(Collected data entries)

__________________________________________________

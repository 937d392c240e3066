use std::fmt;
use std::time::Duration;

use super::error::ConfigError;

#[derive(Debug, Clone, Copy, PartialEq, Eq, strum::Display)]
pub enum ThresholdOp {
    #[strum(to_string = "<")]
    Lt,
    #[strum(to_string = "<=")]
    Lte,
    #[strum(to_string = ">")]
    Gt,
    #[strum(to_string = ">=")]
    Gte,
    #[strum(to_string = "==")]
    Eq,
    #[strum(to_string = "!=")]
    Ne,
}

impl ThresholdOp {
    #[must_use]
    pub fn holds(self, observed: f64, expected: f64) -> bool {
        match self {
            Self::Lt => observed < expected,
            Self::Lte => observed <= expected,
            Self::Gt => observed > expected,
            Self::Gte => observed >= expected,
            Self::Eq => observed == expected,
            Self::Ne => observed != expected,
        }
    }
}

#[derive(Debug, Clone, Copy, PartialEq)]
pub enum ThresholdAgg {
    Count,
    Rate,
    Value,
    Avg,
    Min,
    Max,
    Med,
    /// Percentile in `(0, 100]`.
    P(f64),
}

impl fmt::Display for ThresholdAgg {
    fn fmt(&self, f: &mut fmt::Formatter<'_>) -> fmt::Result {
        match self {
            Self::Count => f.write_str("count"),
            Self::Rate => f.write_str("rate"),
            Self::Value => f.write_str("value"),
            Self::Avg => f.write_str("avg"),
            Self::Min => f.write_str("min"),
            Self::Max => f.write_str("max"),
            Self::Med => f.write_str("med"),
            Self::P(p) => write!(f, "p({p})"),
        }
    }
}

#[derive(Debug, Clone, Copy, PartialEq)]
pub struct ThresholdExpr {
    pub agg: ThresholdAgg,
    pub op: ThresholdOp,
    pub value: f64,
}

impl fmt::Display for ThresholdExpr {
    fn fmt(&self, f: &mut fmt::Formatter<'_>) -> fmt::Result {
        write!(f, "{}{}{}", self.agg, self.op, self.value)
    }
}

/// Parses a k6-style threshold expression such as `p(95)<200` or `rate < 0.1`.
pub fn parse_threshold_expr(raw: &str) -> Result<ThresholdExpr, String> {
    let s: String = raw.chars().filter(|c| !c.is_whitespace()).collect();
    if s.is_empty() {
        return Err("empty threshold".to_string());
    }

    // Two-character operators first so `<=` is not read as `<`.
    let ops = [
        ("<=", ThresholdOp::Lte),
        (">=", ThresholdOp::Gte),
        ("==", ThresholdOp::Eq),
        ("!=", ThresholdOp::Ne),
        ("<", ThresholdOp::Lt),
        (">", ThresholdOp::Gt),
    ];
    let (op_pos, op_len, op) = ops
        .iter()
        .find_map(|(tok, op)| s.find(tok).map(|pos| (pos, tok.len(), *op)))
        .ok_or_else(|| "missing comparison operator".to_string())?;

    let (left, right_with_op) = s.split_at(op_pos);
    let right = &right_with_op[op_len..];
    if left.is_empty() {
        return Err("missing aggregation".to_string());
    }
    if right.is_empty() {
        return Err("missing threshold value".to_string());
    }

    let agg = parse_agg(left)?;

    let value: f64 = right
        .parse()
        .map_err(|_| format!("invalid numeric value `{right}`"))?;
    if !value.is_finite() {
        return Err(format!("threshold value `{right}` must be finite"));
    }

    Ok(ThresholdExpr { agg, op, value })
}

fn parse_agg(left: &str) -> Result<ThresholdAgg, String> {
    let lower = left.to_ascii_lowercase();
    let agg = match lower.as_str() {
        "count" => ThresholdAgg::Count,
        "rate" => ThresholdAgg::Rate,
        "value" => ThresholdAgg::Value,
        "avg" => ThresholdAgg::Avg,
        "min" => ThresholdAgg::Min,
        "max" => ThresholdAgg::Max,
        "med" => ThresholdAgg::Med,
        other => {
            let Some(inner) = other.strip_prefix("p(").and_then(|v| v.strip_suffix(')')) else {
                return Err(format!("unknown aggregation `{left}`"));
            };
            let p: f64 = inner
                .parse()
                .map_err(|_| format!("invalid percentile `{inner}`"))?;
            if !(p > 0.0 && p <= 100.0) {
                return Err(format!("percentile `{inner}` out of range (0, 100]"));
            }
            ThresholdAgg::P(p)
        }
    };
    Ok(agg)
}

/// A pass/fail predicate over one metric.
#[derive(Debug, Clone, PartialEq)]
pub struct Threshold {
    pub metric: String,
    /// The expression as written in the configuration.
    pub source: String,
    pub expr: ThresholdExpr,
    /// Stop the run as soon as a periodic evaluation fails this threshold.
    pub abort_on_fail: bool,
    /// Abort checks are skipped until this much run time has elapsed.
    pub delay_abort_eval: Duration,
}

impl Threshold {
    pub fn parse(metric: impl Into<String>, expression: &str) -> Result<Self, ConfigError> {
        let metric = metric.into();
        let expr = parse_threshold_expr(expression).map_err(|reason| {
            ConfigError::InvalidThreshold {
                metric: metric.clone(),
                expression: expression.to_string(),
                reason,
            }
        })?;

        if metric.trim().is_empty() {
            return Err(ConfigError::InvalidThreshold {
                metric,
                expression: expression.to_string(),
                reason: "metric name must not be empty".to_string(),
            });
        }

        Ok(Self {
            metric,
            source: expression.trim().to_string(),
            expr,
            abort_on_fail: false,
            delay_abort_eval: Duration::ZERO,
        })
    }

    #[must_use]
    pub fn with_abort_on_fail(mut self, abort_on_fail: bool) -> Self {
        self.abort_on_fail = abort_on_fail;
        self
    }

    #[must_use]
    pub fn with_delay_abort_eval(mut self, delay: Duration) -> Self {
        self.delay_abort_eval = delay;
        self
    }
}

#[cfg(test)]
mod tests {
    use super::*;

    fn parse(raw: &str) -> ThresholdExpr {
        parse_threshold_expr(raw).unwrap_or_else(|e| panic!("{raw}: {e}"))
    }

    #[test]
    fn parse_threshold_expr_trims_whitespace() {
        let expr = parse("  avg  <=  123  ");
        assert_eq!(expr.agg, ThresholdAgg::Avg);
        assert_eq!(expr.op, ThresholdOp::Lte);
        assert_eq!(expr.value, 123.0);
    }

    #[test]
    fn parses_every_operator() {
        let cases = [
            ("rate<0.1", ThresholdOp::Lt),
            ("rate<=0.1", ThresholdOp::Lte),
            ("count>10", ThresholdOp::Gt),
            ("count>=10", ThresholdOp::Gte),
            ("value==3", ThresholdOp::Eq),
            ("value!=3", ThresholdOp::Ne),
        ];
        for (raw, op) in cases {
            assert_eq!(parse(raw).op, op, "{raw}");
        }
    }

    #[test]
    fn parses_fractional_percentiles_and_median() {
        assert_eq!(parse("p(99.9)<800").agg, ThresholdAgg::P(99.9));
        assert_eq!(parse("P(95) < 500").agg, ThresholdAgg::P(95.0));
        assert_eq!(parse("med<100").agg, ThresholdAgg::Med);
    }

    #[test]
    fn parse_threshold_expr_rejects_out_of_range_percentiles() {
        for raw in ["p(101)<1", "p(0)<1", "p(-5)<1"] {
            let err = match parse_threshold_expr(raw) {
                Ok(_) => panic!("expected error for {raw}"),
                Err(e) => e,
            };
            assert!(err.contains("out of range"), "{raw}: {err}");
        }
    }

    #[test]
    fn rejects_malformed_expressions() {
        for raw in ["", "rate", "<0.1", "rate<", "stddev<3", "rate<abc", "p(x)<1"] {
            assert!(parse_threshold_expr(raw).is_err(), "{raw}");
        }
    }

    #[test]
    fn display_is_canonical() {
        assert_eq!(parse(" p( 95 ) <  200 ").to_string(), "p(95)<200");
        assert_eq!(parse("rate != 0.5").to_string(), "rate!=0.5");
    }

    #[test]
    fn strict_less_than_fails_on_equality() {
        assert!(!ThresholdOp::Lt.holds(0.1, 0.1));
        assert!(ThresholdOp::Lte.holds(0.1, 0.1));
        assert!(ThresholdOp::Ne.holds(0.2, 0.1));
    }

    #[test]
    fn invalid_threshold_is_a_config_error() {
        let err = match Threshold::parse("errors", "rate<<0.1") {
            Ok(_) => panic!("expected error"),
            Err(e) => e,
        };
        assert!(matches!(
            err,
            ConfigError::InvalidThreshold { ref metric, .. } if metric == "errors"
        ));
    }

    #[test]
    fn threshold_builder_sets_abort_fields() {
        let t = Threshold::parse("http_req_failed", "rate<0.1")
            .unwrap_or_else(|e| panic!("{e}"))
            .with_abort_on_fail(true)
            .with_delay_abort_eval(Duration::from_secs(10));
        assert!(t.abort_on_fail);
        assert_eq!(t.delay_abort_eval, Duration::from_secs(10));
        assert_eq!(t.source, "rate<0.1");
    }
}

__________________________________________________

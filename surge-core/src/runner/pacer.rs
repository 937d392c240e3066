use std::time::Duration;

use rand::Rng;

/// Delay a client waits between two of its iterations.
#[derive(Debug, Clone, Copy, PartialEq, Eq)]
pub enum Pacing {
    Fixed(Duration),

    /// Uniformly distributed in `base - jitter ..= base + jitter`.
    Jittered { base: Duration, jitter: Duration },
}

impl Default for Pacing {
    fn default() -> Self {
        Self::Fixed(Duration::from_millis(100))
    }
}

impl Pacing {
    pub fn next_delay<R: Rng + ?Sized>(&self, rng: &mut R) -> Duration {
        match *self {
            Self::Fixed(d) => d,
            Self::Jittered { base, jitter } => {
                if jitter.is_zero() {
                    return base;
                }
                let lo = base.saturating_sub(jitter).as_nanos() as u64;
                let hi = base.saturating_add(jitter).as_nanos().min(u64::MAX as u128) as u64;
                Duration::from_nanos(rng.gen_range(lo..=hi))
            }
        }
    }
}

__________________________________________________

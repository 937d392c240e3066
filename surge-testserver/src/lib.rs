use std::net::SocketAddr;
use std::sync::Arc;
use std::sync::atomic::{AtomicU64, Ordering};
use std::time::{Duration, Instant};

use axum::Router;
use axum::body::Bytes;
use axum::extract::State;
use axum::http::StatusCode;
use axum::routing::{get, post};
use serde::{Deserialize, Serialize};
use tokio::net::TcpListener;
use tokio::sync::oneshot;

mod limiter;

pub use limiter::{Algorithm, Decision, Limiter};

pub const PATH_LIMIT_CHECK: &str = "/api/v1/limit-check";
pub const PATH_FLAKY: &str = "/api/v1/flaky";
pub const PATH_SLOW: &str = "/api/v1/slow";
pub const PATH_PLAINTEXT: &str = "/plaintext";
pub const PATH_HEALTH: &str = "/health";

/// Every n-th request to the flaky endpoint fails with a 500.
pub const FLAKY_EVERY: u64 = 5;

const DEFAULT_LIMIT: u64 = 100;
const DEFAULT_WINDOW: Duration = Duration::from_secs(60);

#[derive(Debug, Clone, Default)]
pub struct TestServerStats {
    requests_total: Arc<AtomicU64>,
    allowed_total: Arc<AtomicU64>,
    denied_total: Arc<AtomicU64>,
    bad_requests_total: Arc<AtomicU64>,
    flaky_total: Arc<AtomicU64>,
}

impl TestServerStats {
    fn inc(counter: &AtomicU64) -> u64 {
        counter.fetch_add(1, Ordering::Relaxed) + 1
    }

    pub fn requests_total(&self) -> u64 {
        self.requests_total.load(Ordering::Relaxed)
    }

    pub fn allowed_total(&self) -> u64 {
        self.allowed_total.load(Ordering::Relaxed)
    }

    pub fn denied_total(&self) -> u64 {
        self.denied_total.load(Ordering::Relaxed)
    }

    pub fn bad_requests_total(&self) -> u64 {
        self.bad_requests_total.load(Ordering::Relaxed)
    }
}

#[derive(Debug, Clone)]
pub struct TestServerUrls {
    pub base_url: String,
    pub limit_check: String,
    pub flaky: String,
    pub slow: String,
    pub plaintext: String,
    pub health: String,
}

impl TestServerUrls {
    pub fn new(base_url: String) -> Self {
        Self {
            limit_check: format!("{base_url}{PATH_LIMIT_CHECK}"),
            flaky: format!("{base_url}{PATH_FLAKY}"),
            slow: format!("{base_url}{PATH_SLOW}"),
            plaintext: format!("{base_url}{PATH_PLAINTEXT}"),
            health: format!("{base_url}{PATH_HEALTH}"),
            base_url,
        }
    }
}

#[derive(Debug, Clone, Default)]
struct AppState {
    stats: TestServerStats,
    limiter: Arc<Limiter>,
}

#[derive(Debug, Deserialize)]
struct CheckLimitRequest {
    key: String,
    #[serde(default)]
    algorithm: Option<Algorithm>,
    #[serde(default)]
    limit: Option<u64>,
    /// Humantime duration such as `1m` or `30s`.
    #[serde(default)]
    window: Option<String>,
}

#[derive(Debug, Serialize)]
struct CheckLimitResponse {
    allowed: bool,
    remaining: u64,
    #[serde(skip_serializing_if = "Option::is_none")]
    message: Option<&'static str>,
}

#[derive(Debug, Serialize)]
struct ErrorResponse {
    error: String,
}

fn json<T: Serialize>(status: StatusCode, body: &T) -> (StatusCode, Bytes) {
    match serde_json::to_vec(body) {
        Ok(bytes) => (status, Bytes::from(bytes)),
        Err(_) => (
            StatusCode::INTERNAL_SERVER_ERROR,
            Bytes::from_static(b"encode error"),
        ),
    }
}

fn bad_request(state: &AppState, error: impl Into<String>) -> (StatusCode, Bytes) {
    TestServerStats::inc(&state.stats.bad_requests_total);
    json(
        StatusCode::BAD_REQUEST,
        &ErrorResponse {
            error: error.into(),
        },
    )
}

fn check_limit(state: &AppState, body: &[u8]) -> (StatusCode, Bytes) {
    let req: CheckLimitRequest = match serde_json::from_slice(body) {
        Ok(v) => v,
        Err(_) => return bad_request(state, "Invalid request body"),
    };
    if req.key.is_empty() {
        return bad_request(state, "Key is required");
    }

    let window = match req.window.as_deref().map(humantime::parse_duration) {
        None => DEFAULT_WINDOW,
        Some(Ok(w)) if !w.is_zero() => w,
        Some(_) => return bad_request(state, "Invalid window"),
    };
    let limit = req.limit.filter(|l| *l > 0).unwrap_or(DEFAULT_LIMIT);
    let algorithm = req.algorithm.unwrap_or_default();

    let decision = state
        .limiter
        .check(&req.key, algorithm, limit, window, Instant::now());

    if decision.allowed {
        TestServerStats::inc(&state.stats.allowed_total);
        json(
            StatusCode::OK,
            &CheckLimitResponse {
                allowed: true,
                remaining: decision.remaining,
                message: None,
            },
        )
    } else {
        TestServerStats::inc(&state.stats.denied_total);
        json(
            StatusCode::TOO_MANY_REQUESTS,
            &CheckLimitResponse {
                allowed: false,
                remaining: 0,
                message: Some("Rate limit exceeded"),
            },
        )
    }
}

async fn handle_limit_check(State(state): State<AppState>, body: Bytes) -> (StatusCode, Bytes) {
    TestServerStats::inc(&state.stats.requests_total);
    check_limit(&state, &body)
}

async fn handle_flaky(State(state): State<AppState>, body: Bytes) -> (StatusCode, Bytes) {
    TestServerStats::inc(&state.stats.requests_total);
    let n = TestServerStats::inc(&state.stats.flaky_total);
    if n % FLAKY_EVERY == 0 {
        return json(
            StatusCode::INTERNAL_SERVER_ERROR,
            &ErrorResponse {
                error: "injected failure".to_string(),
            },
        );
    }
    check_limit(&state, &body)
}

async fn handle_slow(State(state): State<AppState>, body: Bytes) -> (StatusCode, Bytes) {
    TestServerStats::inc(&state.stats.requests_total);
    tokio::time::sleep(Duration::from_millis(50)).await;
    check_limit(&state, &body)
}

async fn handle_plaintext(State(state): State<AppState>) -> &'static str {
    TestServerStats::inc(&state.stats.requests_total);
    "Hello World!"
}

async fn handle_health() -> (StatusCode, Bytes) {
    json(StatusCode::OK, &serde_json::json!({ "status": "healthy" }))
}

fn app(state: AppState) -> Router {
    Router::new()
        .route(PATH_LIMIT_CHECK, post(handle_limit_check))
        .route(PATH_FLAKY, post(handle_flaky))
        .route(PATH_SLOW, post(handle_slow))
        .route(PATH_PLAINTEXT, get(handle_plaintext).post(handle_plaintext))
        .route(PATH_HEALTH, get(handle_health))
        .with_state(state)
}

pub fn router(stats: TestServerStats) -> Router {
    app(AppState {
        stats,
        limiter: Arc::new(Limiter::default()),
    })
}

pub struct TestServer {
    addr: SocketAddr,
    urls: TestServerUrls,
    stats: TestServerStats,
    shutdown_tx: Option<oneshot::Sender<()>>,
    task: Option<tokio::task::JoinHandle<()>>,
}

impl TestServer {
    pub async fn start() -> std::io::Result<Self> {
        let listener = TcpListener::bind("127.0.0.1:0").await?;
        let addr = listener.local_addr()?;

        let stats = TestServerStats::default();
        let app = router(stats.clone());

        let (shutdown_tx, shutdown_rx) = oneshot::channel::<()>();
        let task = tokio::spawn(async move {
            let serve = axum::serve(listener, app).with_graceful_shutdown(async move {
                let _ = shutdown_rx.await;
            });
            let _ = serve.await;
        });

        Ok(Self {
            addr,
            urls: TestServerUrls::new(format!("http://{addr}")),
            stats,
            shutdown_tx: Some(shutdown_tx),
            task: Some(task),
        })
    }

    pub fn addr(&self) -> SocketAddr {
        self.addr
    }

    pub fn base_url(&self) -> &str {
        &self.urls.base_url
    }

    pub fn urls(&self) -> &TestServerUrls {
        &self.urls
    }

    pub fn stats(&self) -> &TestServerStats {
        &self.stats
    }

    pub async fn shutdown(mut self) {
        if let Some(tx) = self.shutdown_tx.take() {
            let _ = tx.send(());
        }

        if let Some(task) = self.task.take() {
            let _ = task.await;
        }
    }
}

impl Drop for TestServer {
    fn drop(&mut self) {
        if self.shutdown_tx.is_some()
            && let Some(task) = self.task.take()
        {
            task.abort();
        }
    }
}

__________________________________________________

• **Exercise**: Wherever the word "task" appears in the data, return the whole line.

• **Solution**:
    task: Option<tokio::task::JoinHandle<()>>,
        let task = tokio::spawn(async move {
            task: Some(task),
        if let Some(task) = self.task.take() {
            let _ = task.await;
            && let Some(task) = self.task.take()
            task.abort();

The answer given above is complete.